Eski ABD Başkanı Barack Obama, 2023 yılında CNN'e verdiği bir röportajda, dönemin Başkanı Joe Biden'ın Hindistan Başbakanı Narendra Modi ile yapacağı görüşmede Hindistan'daki Müslümanların korunması konusunu gündeme getirmesini istediğini söylediğinde, Sarma ülkede çok sayıda "Hüseyin Obama" olduğunu ve eyalet polisinin onlarla başa çıkmayı önceleyeceğini söylemişti.
Sarma'nın yorumları, INC'den Supriya Shrinate gibi bazı Hint muhalif isimlerden sert tepki aldı. Shrinate, Sarma'nın eski ABD başkanından "Hüseyin Obama" olarak bahsetmesinin, "Başkan Obama'nın Müslüman olduğu ve Hint Müslümanlarına bir ders verilmesi gerektiği" yönünde açık bir ima olduğunu söyledi.
Tüm Hindistan Trinamool Kongresi (TMC) milletvekili Saket Gokhale de Assam başbakanını sert bir dille eleştirerek, Sarma'nın " Hindistan'daki Müslümanlarla ilgilenmek için eyalet polis gücünü kullanacağı " yönünde örtülü bir tehditte bulunduğunu söyledi.
Delhi Üniversitesi'nde profesör ve The Wire gazetesinin köşe yazarı olan Apoorvanand Jha, bir yazısında Assam başbakanının "Müslümanlara yönelik nefret ve şiddetin açıklamalarında ve kararlarında açıkça görüldüğünü" ve "görevde kalma hakkını kaybettiğini" söyledi.
Sarma, tahliye çalışmalarını sürdürmeye kararlı olduğunu söylüyor.
8 Temmuz'da yaptığı açıklamada, "350 kaçak Bangladeşlinin sınır dışı edilmesiyle ilgili bir sorun yaşayan varsa, buna katlanmak zorunda kalacak" dedi ve eyleme karşı herhangi bir muhalefetin kendisini caydıramayacağını ima etti.
Sarma'daki yıkım çalışmalarında tahliye edilenlerin çoğunluğunu oluşturan binlerce kişi, tahliyelere karşı protestolarını sürdürüyor.
Scroll'un haberine göre, geçtiğimiz ay Assam'ın dört bölgesinde gerçekleştirilen en az beş tahliye operasyonunda yaklaşık 3.500 aile yerinden edildi.
Son tahliyeler, protesto ve şiddete yol açabileceği endişesiyle, INC liderleri Mallikarjun Kharge ve Rahul Gandhi gibi önde gelen muhalefet figürlerinin dikkatini çekti.

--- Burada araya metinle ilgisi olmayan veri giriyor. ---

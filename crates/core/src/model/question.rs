use std::fmt;
use std::str::FromStr;

use serde::{Deserialize, Serialize};
use thiserror::Error;

use super::ids::QuestionId;

#[derive(Debug, Error, Clone, PartialEq, Eq)]
#[non_exhaustive]
pub enum QuestionError {
    #[error("question has no options")]
    NoOptions,
    #[error("answer index {index} out of range for {options} options")]
    AnswerOutOfRange { index: usize, options: usize },
    #[error("unknown difficulty: {0}")]
    UnknownDifficulty(String),
}

#[derive(Debug, Clone, Copy, PartialEq, Eq, Hash, PartialOrd, Ord, Serialize, Deserialize)]
#[serde(rename_all = "lowercase")]
pub enum Difficulty {
    Easy,
    Medium,
    Hard,
}

impl Difficulty {
    pub const ALL: [Difficulty; 3] = [Difficulty::Easy, Difficulty::Medium, Difficulty::Hard];

    #[must_use]
    pub fn as_str(self) -> &'static str {
        match self {
            Difficulty::Easy => "easy",
            Difficulty::Medium => "medium",
            Difficulty::Hard => "hard",
        }
    }
}

impl fmt::Display for Difficulty {
    fn fmt(&self, f: &mut fmt::Formatter<'_>) -> fmt::Result {
        f.write_str(self.as_str())
    }
}

impl FromStr for Difficulty {
    type Err = QuestionError;

    fn from_str(s: &str) -> Result<Self, Self::Err> {
        match s.trim().to_ascii_lowercase().as_str() {
            "easy" => Ok(Difficulty::Easy),
            "medium" => Ok(Difficulty::Medium),
            "hard" => Ok(Difficulty::Hard),
            other => Err(QuestionError::UnknownDifficulty(other.to_string())),
        }
    }
}

/// A multiple-choice practice question.
#[derive(Debug, Clone, PartialEq, Eq, Serialize, Deserialize)]
pub struct Question {
    id: QuestionId,
    category: String,
    topic: String,
    difficulty: Difficulty,
    order: i64,
    prompt: String,
    options: Vec<String>,
    answer_index: usize,
    explanation: Option<String>,
}

impl Question {
    /// Build a question, validating the answer index against its options.
    ///
    /// # Errors
    ///
    /// Returns `QuestionError` if there are no options or the answer index is out of range.
    #[allow(clippy::too_many_arguments)]
    pub fn new(
        id: QuestionId,
        category: impl Into<String>,
        topic: impl Into<String>,
        difficulty: Difficulty,
        order: i64,
        prompt: impl Into<String>,
        options: Vec<String>,
        answer_index: usize,
        explanation: Option<String>,
    ) -> Result<Self, QuestionError> {
        if options.is_empty() {
            return Err(QuestionError::NoOptions);
        }
        if answer_index >= options.len() {
            return Err(QuestionError::AnswerOutOfRange {
                index: answer_index,
                options: options.len(),
            });
        }
        Ok(Self {
            id,
            category: category.into(),
            topic: topic.into(),
            difficulty,
            order,
            prompt: prompt.into(),
            options,
            answer_index,
            explanation,
        })
    }

    #[must_use]
    pub fn id(&self) -> QuestionId {
        self.id
    }

    #[must_use]
    pub fn category(&self) -> &str {
        &self.category
    }

    #[must_use]
    pub fn topic(&self) -> &str {
        &self.topic
    }

    #[must_use]
    pub fn difficulty(&self) -> Difficulty {
        self.difficulty
    }

    #[must_use]
    pub fn order(&self) -> i64 {
        self.order
    }

    #[must_use]
    pub fn prompt(&self) -> &str {
        &self.prompt
    }

    #[must_use]
    pub fn options(&self) -> &[String] {
        &self.options
    }

    #[must_use]
    pub fn answer_index(&self) -> usize {
        self.answer_index
    }

    #[must_use]
    pub fn explanation(&self) -> Option<&str> {
        self.explanation.as_deref()
    }

    #[must_use]
    pub fn is_correct(&self, choice: usize) -> bool {
        choice == self.answer_index
    }
}

/// One page of questions plus paging totals.
#[derive(Debug, Clone, PartialEq, Eq, Serialize, Deserialize)]
pub struct QuestionPage {
    pub questions: Vec<Question>,
    pub page: u32,
    pub total_pages: u32,
    pub total: u64,
}

impl QuestionPage {
    #[must_use]
    pub fn empty(page: u32) -> Self {
        Self {
            questions: Vec::new(),
            page,
            total_pages: 0,
            total: 0,
        }
    }
}

#[derive(Debug, Clone, Copy, Default, PartialEq, Eq, Serialize, Deserialize)]
pub struct DifficultyCounts {
    pub easy: u64,
    pub medium: u64,
    pub hard: u64,
}

impl DifficultyCounts {
    #[must_use]
    pub fn get(&self, difficulty: Difficulty) -> u64 {
        match difficulty {
            Difficulty::Easy => self.easy,
            Difficulty::Medium => self.medium,
            Difficulty::Hard => self.hard,
        }
    }

    pub fn add(&mut self, difficulty: Difficulty, n: u64) {
        match difficulty {
            Difficulty::Easy => self.easy += n,
            Difficulty::Medium => self.medium += n,
            Difficulty::Hard => self.hard += n,
        }
    }

    #[must_use]
    pub fn total(&self) -> u64 {
        self.easy + self.medium + self.hard
    }
}

#[cfg(test)]
mod tests {
    use super::*;

    fn options() -> Vec<String> {
        vec!["A".into(), "B".into(), "C".into(), "D".into()]
    }

    #[test]
    fn rejects_answer_out_of_range() {
        let err = Question::new(
            QuestionId::new(1),
            "ssc",
            "polity",
            Difficulty::Easy,
            1,
            "Q",
            options(),
            4,
            None,
        )
        .unwrap_err();
        assert_eq!(err, QuestionError::AnswerOutOfRange { index: 4, options: 4 });
    }

    #[test]
    fn rejects_empty_options() {
        let err = Question::new(
            QuestionId::new(1),
            "ssc",
            "polity",
            Difficulty::Easy,
            1,
            "Q",
            Vec::new(),
            0,
            None,
        )
        .unwrap_err();
        assert_eq!(err, QuestionError::NoOptions);
    }

    #[test]
    fn checks_choice() {
        let q = Question::new(
            QuestionId::new(1),
            "ssc",
            "polity",
            Difficulty::Medium,
            1,
            "Q",
            options(),
            2,
            Some("because".into()),
        )
        .unwrap();
        assert!(q.is_correct(2));
        assert!(!q.is_correct(0));
        assert_eq!(q.explanation(), Some("because"));
    }

    #[test]
    fn parses_difficulty_case_insensitively() {
        assert_eq!("Hard".parse::<Difficulty>().unwrap(), Difficulty::Hard);
        assert!("extreme".parse::<Difficulty>().is_err());
    }

    #[test]
    fn counts_total() {
        let mut counts = DifficultyCounts::default();
        counts.add(Difficulty::Easy, 3);
        counts.add(Difficulty::Hard, 2);
        assert_eq!(counts.total(), 5);
        assert_eq!(counts.get(Difficulty::Medium), 0);
    }
}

Assam eyaletinde uzun süredir Vatandaşlık (Değişiklik) Yasası 2019'a karşı gösterilerle başlayan ve son olarak Müslümanların yönettiği vakıfların otoritesini zayıflatmayı amaçlayan Vakıf Yasası'ndaki değişikliğin ardından gelen yoğun protestolar yaşanıyor.